ティリスは笑顔を浮かべてはいるものの、彼女の視線には変な虫がついていないかと、訝しむような鋭さがあった。
「はいはい、とりあえず三人とも演奏して。そうすれば分かり合えるわ」
「りょーかい。ささ、二人とも準備、準備。お客さんが目の前だよ」
レザーは明るい男で、軽快に用意を始めた。「演奏すれば分かり合える」というアルジェの言葉は、筋があまり通ってないようにも思える。
しかし先ほどの歌を聴いて、彼女に対して強い敬意と好意を抱いた進にとって、その意見を否定することができなかった。
進が考えている間に、彼女の仲間たちは慣れた手つきで手早く演奏の準備を整えた。彼らの動きには無駄がなく、まるで長年の相棒のように息が合っていた。
「一、二、三、はい!」
レザーの掛け声とともに、演奏が始まる。アルジェほどではないが、ティリスもプロ以上に歌が上手だった。彼女のハスキーな声は澄み渡り、聞く者を魅了する。
さらに、レザーのバイオリンも巧みに奏でられ、進はその響きに夢中になる。 一方、オルチノはティンパニーを叩いているが、二人に比べると未熟に感じられた。
しかし、それでも彼女の演奏は素人を超えており、懸命に練習を重ねた努力の跡が伺える。おそらくアルジェに褒められたい一心で、努力してきたのだろう。
「……ふぅ、ご清聴ありがとう」
「すごい、すごいよ!」
パフォーマンスが終わり、進はスタンディングオベーションで拍手を送り続ける。
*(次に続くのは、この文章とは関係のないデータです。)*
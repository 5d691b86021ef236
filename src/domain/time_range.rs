//! Time windows for the insights view

use crate::domain::JournalEntry;
use chrono::{DateTime, Duration, Utc};
use std::str::FromStr;

/// How far back insights look
#[derive(Debug, Clone, Copy, PartialEq, Eq, Default)]
pub enum TimeRange {
    LastWeek,
    #[default]
    LastMonth,
    LastQuarter,
    All,
}

impl TimeRange {
    /// Number of days covered, `None` for all time
    pub fn days(&self) -> Option<i64> {
        match self {
            TimeRange::LastWeek => Some(7),
            TimeRange::LastMonth => Some(30),
            TimeRange::LastQuarter => Some(90),
            TimeRange::All => None,
        }
    }

    /// Earliest timestamp still inside the window
    pub fn cutoff(&self, now: DateTime<Utc>) -> Option<DateTime<Utc>> {
        self.days().map(|days| now - Duration::days(days))
    }

    /// Keep the entries written at or after the cutoff, preserving order
    pub fn filter(&self, entries: &[JournalEntry], now: DateTime<Utc>) -> Vec<JournalEntry> {
        match self.cutoff(now) {
            Some(cutoff) => entries
                .iter()
                .filter(|e| e.timestamp >= cutoff)
                .cloned()
                .collect(),
            None => entries.to_vec(),
        }
    }

    pub fn label(&self) -> &'static str {
        match self {
            TimeRange::LastWeek => "7days",
            TimeRange::LastMonth => "30days",
            TimeRange::LastQuarter => "90days",
            TimeRange::All => "all",
        }
    }
}

impl FromStr for TimeRange {
    type Err = String;

    fn from_str(s: &str) -> Result<Self, Self::Err> {
        match s.trim().to_lowercase().as_str() {
            "7days" | "week" => Ok(TimeRange::LastWeek),
            "30days" | "month" => Ok(TimeRange::LastMonth),
            "90days" | "quarter" => Ok(TimeRange::LastQuarter),
            "all" => Ok(TimeRange::All),
            _ => Err(format!(
                "Invalid range: '{}'. Valid ranges are: 7days, 30days, 90days, all",
                s
            )),
        }
    }
}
彼の称賛はただの儀礼的なものではなかった。それは心の底から湧き上がる純粋な感動の表現だった。
「素人だから具体的な褒め方は分からないけど、感動したよ!」
すっかりアルジェの歌や今聞いた音楽に取り込まれた進は、ここが敵地であることも忘れ、能天気にはしゃぐ。だが幸運にも、その無垢な姿はその場にいる全員が好感を持てるものだった。
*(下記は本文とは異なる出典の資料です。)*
//! Config management use case

use crate::domain::DisplayZone;
use crate::error::{MoodlogError, Result};
use crate::infrastructure::{Config, FileSystemRepository, JournalRepository};
use std::str::FromStr;

/// Service for managing journal configuration
pub struct ConfigService {
    repository: FileSystemRepository,
}

impl ConfigService {
    /// Create a new config service
    pub fn new(repository: FileSystemRepository) -> Self {
        ConfigService { repository }
    }

    /// Get a single config value
    pub fn get(&self, key: &str) -> Result<String> {
        let config = self.repository.load_config()?;

        match key {
            "quote_url" => Ok(config.quote_url.clone()),
            "timezone" => Ok(config.timezone.clone()),
            "created" => Ok(config.created.to_rfc3339()),
            _ => Err(MoodlogError::Config(format!(
                "Unknown config key: '{}'. Valid keys are: quote_url, timezone, created",
                key
            ))),
        }
    }

    /// Set a config value
    pub fn set(&self, key: &str, value: &str) -> Result<()> {
        let mut config = self.repository.load_config()?;

        match key {
            "quote_url" => {
                if !(value.starts_with("http://") || value.starts_with("https://")) {
                    return Err(MoodlogError::Config(format!(
                        "Invalid quote_url: '{}'. Expected an http(s) URL",
                        value
                    )));
                }
                config.quote_url = value.to_string();
            }
            "timezone" => {
                let zone = DisplayZone::from_str(value).map_err(MoodlogError::Config)?;
                config.timezone = zone.to_string();
            }
            "created" => {
                return Err(MoodlogError::Config(
                    "Cannot modify 'created' field (read-only)".to_string(),
                ));
            }
            _ => {
                return Err(MoodlogError::Config(format!(
                    "Unknown config key: '{}'. Valid keys are: quote_url, timezone",
                    key
                )));
            }
        }

        self.repository.save_config(&config)?;
        Ok(())
    }

    /// List all config values
    pub fn list(&self) -> Result<Config> {
        self.repository.load_config()
    }
}

#[cfg(test)]
mod tests {
    use super::*;
    use tempfile::TempDir;

    fn service(temp: &TempDir) -> ConfigService {
        let repo = FileSystemRepository::new(temp.path().to_path_buf());
        repo.initialize().unwrap();
        repo.save_config(&Config::new()).unwrap();
        ConfigService::new(repo)
    }

    #[test]
    fn test_set_and_get_timezone() {
        let temp = TempDir::new().unwrap();
        let service = service(&temp);

        service.set("timezone", "+02:00").unwrap();
        assert_eq!(service.get("timezone").unwrap(), "+02:00");

        service.set("timezone", "UTC").unwrap();
        assert_eq!(service.get("timezone").unwrap(), "+00:00");
    }

    #[test]
    fn test_invalid_timezone_rejected() {
        let temp = TempDir::new().unwrap();
        let service = service(&temp);
        assert!(service.set("timezone", "atlantis").is_err());
        assert_eq!(service.get("timezone").unwrap(), "local");
    }

    #[test]
    fn test_set_quote_url() {
        let temp = TempDir::new().unwrap();
        let service = service(&temp);

        service.set("quote_url", "http://localhost:8080/q").unwrap();
        assert_eq!(service.get("quote_url").unwrap(), "http://localhost:8080/q");
        assert!(service.set("quote_url", "ftp://x").is_err());
    }

    #[test]
    fn test_created_is_read_only() {
        let temp = TempDir::new().unwrap();
        let service = service(&temp);
        assert!(service.set("created", "2020-01-01T00:00:00Z").is_err());
        assert!(!service.get("created").unwrap().is_empty());
    }

    #[test]
    fn test_unknown_key() {
        let temp = TempDir::new().unwrap();
        let service = service(&temp);
        assert!(service.get("editor").is_err());
        assert!(service.set("editor", "vim").is_err());
    }
}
「ふふ、帰ったら奏者全員でフルオーケストラを聞かせてあげるわ。きっと涙が止まらないわよ」
「本当に? そんなこと聞かされたら、落ち着かないよ」
奏者たちも進の純粋かつ大きなリアクションによって、硬かった表情が柔らかくなる。どうやら目の前にいる男は悪いやつではなさそうだと、彼らの警戒心を少しだけでも溶かせたようだった。
「皆お疲れ様、お昼にしましょう」
「やったー! 待ってました!」
ささっと三人は楽器類を片付け、全員で食事用のテントへ移動する。そこでは皿の一つ一つに至るまで、味も香りも見た目も全てが最上級の料理が振る舞われた。まるで王家のようなもてなしに、進はただ圧倒されるばかりだった。
「美味しい……こんな上等なもの、今まで食べたことがない」
進は裕福な家庭の出身であり、粗悪な食べ物が食卓に上がることなどほぼなかった。しかし、ここで振る舞われる食事は格が違う。
「ようこそ、アルジェ音楽団へ」
進の満悦した表情を見逃すことなく、アルジェは優しく口を開く。その美しくも身の毛もよだつ声は、まるで神話に登場する魔鳥の囁きのようだった。